One of the biggest names in computing is getting into hosted remote monitoring services.
IBM Corp. has taken its Tivoli Monitoring software and tailored it for small to medium sized Windows, Linux and certain Unix environments who don’t want to buy the application.
Called Tivoli Live Monitoring Services, it’s aimed at organizations with between 25 and 500 IT resources, which includes operating systems, applications and devices. Anything that uses SNMP (Simple Network Management Protocol) can be watched, which these days covers almost everything a network touches.
When it detects a problem, such if a server overheats or runs out of capacity, an alert is sent to administrators. Some repair tasks can be automated.

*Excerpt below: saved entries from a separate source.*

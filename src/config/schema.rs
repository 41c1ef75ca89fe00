//! Configuration schema types for `animate.toml`
//!
//! Defines the structure and validation rules for stylesheet builds.

use indexmap::IndexMap;
use serde::{Deserialize, Serialize};
use std::path::PathBuf;

use crate::stylesheet::{KeyframesMode, StylesheetOptions};
use crate::utilities::Utility;

/// Output section
#[derive(Debug, Clone, Default, PartialEq, Eq, Serialize, Deserialize)]
pub struct OutputConfig {
    /// Output file; stdout when absent
    #[serde(default, skip_serializing_if = "Option::is_none")]
    pub file: Option<PathBuf>,
    /// Emit minified CSS
    #[serde(default)]
    pub minify: bool,
    /// Which `@keyframes` rules to include
    #[serde(default)]
    pub keyframes: KeyframesMode,
}

/// Class naming section
#[derive(Debug, Clone, PartialEq, Eq, Serialize, Deserialize)]
pub struct ClassesConfig {
    /// Prepended to every class name
    #[serde(default)]
    pub prefix: String,
    /// Between the utility class name and the value
    #[serde(default = "default_separator")]
    pub separator: String,
}

fn default_separator() -> String {
    "_".to_string()
}

impl Default for ClassesConfig {
    fn default() -> Self {
        Self { prefix: String::new(), separator: default_separator() }
    }
}

/// Validation section
#[derive(Debug, Clone, PartialEq, Eq, Serialize, Deserialize)]
pub struct ValidateConfig {
    /// Reject values outside a utility's domain
    #[serde(default = "default_true")]
    pub strict: bool,
}

fn default_true() -> bool {
    true
}

impl Default for ValidateConfig {
    fn default() -> Self {
        Self { strict: true }
    }
}

/// Complete animate.toml configuration
#[derive(Debug, Clone, Default, PartialEq, Eq, Serialize, Deserialize)]
pub struct AnimateConfig {
    #[serde(default)]
    pub output: OutputConfig,
    #[serde(default)]
    pub classes: ClassesConfig,
    #[serde(default)]
    pub validate: ValidateConfig,
    /// Utility name (key or class name) to the values it is used with, in
    /// file order
    #[serde(default)]
    pub usages: IndexMap<String, Vec<String>>,
}

/// Configuration validation error
#[derive(Debug, Clone, PartialEq, Eq)]
pub struct ConfigValidationError {
    /// Path to the invalid field (e.g., "classes.separator")
    pub field: String,
    /// Error message
    pub message: String,
}

impl std::fmt::Display for ConfigValidationError {
    fn fmt(&self, f: &mut std::fmt::Formatter<'_>) -> std::fmt::Result {
        write!(f, "animate.toml: '{}' {}", self.field, self.message)
    }
}

impl AnimateConfig {
    /// Validate the configuration and return any errors
    pub fn validate(&self) -> Vec<ConfigValidationError> {
        let mut errors = Vec::new();

        if self.classes.separator.is_empty() {
            errors.push(ConfigValidationError {
                field: "classes.separator".to_string(),
                message: "must be a non-empty string".to_string(),
            });
        } else if self.classes.separator.chars().any(char::is_whitespace) {
            errors.push(ConfigValidationError {
                field: "classes.separator".to_string(),
                message: "must not contain whitespace".to_string(),
            });
        }

        if self.classes.prefix.chars().any(char::is_whitespace) {
            errors.push(ConfigValidationError {
                field: "classes.prefix".to_string(),
                message: "must not contain whitespace".to_string(),
            });
        }

        for name in self.usages.keys() {
            if let Err(e) = name.parse::<Utility>() {
                errors.push(ConfigValidationError {
                    field: format!("usages.{}", name),
                    message: e.to_string(),
                });
            }
        }

        errors
    }

    /// Usages resolved to utility handles, in file order.
    ///
    /// Unknown utility names are skipped; [`validate`](Self::validate)
    /// reports them.
    pub fn resolved_usages(&self) -> Vec<(Utility, String)> {
        self.usages
            .iter()
            .filter_map(|(name, values)| name.parse::<Utility>().ok().map(|u| (u, values)))
            .flat_map(|(utility, values)| values.iter().map(move |v| (utility, v.clone())))
            .collect()
    }

    /// Stylesheet options described by this configuration.
    pub fn to_stylesheet_options(&self) -> StylesheetOptions {
        StylesheetOptions {
            prefix: self.classes.prefix.clone(),
            separator: self.classes.separator.clone(),
            keyframes: self.output.keyframes,
            minify: self.output.minify,
            strict: self.validate.strict,
        }
    }
}

#[cfg(test)]
mod tests {
    use super::*;

    #[test]
    fn test_minimal_config() {
        let config: AnimateConfig = toml::from_str("").expect("empty config should parse");
        assert_eq!(config, AnimateConfig::default());
        assert!(config.validate.strict);
        assert_eq!(config.classes.separator, "_");
        assert_eq!(config.output.keyframes, KeyframesMode::Used);
        assert!(config.validate().is_empty());
    }

    #[test]
    fn test_full_config() {
        let toml_str = r#"
[output]
file = "dist/animate.css"
minify = true
keyframes = "all"

[classes]
prefix = "tw-"
separator = "--"

[validate]
strict = false

[usages]
animateIn = ["fadeIn", "zoomIn"]
animate-speed = ["fast"]
"#;
        let config: AnimateConfig = toml::from_str(toml_str).expect("should parse");
        assert_eq!(config.output.file, Some(PathBuf::from("dist/animate.css")));
        assert!(config.output.minify);
        assert_eq!(config.output.keyframes, KeyframesMode::All);
        assert_eq!(config.classes.prefix, "tw-");
        assert!(!config.validate.strict);
        assert!(config.validate().is_empty());

        let usages = config.resolved_usages();
        assert_eq!(
            usages,
            vec![
                (Utility::AnimateIn, "fadeIn".to_string()),
                (Utility::AnimateIn, "zoomIn".to_string()),
                (Utility::AnimateSpeed, "fast".to_string()),
            ]
        );
    }

    #[test]
    fn test_usages_keep_file_order() {
        let toml_str = r#"
[usages]
animate-speed = ["fast"]
animateOut = ["fadeOut"]
animate-delay = ["1s"]
animateIn = ["fadeIn"]
"#;
        let config: AnimateConfig = toml::from_str(toml_str).expect("should parse");
        let keys: Vec<_> = config.usages.keys().map(String::as_str).collect();
        assert_eq!(keys, vec!["animate-speed", "animateOut", "animate-delay", "animateIn"]);
        let utilities: Vec<_> = config.resolved_usages().into_iter().map(|(u, _)| u).collect();
        assert_eq!(
            utilities,
            vec![Utility::AnimateSpeed, Utility::AnimateOut, Utility::AnimateDelay, Utility::AnimateIn]
        );
    }

    #[test]
    fn test_invalid_keyframes_mode() {
        let result: Result<AnimateConfig, _> = toml::from_str("[output]\nkeyframes = \"some\"");
        assert!(result.is_err());
    }

    #[test]
    fn test_validation_errors() {
        let config = AnimateConfig {
            classes: ClassesConfig { prefix: "my prefix".to_string(), separator: String::new() },
            usages: IndexMap::from([("animateSideways".to_string(), vec!["x".to_string()])]),
            ..Default::default()
        };
        let errors = config.validate();
        let fields: Vec<_> = errors.iter().map(|e| e.field.as_str()).collect();
        assert_eq!(fields, vec!["classes.separator", "classes.prefix", "usages.animateSideways"]);
        assert!(config.resolved_usages().is_empty());
    }

    #[test]
    fn test_to_stylesheet_options() {
        let mut config = AnimateConfig::default();
        config.output.minify = true;
        config.classes.prefix = "a-".to_string();
        let options = config.to_stylesheet_options();
        assert!(options.minify);
        assert!(options.strict);
        assert_eq!(options.prefix, "a-");
        assert_eq!(options.separator, "_");
    }

    #[test]
    fn test_error_display() {
        let error = ConfigValidationError {
            field: "classes.separator".to_string(),
            message: "must be a non-empty string".to_string(),
        };
        assert_eq!(error.to_string(), "animate.toml: 'classes.separator' must be a non-empty string");
    }
}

Organizations “will be able to get access to enterprise-grade monitoring without setting up a server,” explained Dennis Quann, IBM’s director of autonomic computing.
However, the service isn’t inexpensive. There is a one-time $7,900 set-up fee, plus a monthly fee for each thing monitored, depending on the service.
Subscribers have a choice of three services: what IBM calls Touchless, an agentless monitoring at $54 a month per software or device, which does basic health and availability monitoring of operating systems, virtual machines, severs and network equipment; Distributed monitoring, which installs a $70 a month agent that gathers more data that the basic service; and Performance monitoring, which, for an additional $18 a month per device collects data for trend analysis. There is a minimum 90 day contract.
Remote monitoring isn’t new, points out Russ Conwath, a Toronto-based senior research analyst at Info-Tech Research. It’s offered by a number of providers ranging from small Internet companies to giants like Montreal’s CGI Group Inc. either as separate services or in conjunction with data centre outsourcing.
For example, Compugen Inc., a systems integrator with offices across the country, has been offering what it calls proactive remote monitoring for Windows-based systems using a service from Ottawa’s Enable Technologies. It’s priced at $75 a server a month, plus $25 for each application or operating systems. There’s a $50 per sever setup fee.Harv Gamble, the company’s national director of managed service said that lately it has customized software from another provider and in January will use that company’s hosted service as an offering.
Conwath believes Tivoli Live will likely appeal most to medium-sized IBM customers who don’t want to pay the Tivoli licence fees or want to get quickly into system monitoring. “IBM has a brand and a loyal following, and that will bring them a lot of clients,” he said in an interview.
Even the fact that IBM calls it a cloud-based service might attract attention, he added, although what it really means is that Big Blue is hosting the monitoring.
What will differentiate the Tivoli Live, offering, he said, is how IBM sets up the service at the customer’s site. “The problem with monitoring services is that false alarms will kill you,” Conwath said. Some services he’s seen aren’t effective because providers leave it up to the customers to tune their environments.
“Whether it’s insourced or outsourced, monitoring, set up and configuration takes maintenance. And so far the folks I’ve talked to [both clients and providers] aren’t doing that well.”
Tivoli Live Monitoring offers live or e-mail support.
IBM’s Quann said it will be pitched at organizations that rely on critical IT services where an outage from a troubled piece of software or hardware is very costly.
Tivoli Live Monitoring, which is sold through IBM reseller and Tier 1 business partners, is an expansion of IBM’s cloud offerings. There’s also Lotus Live, online collaboration services, as well as storage, backup and virtual desktop services.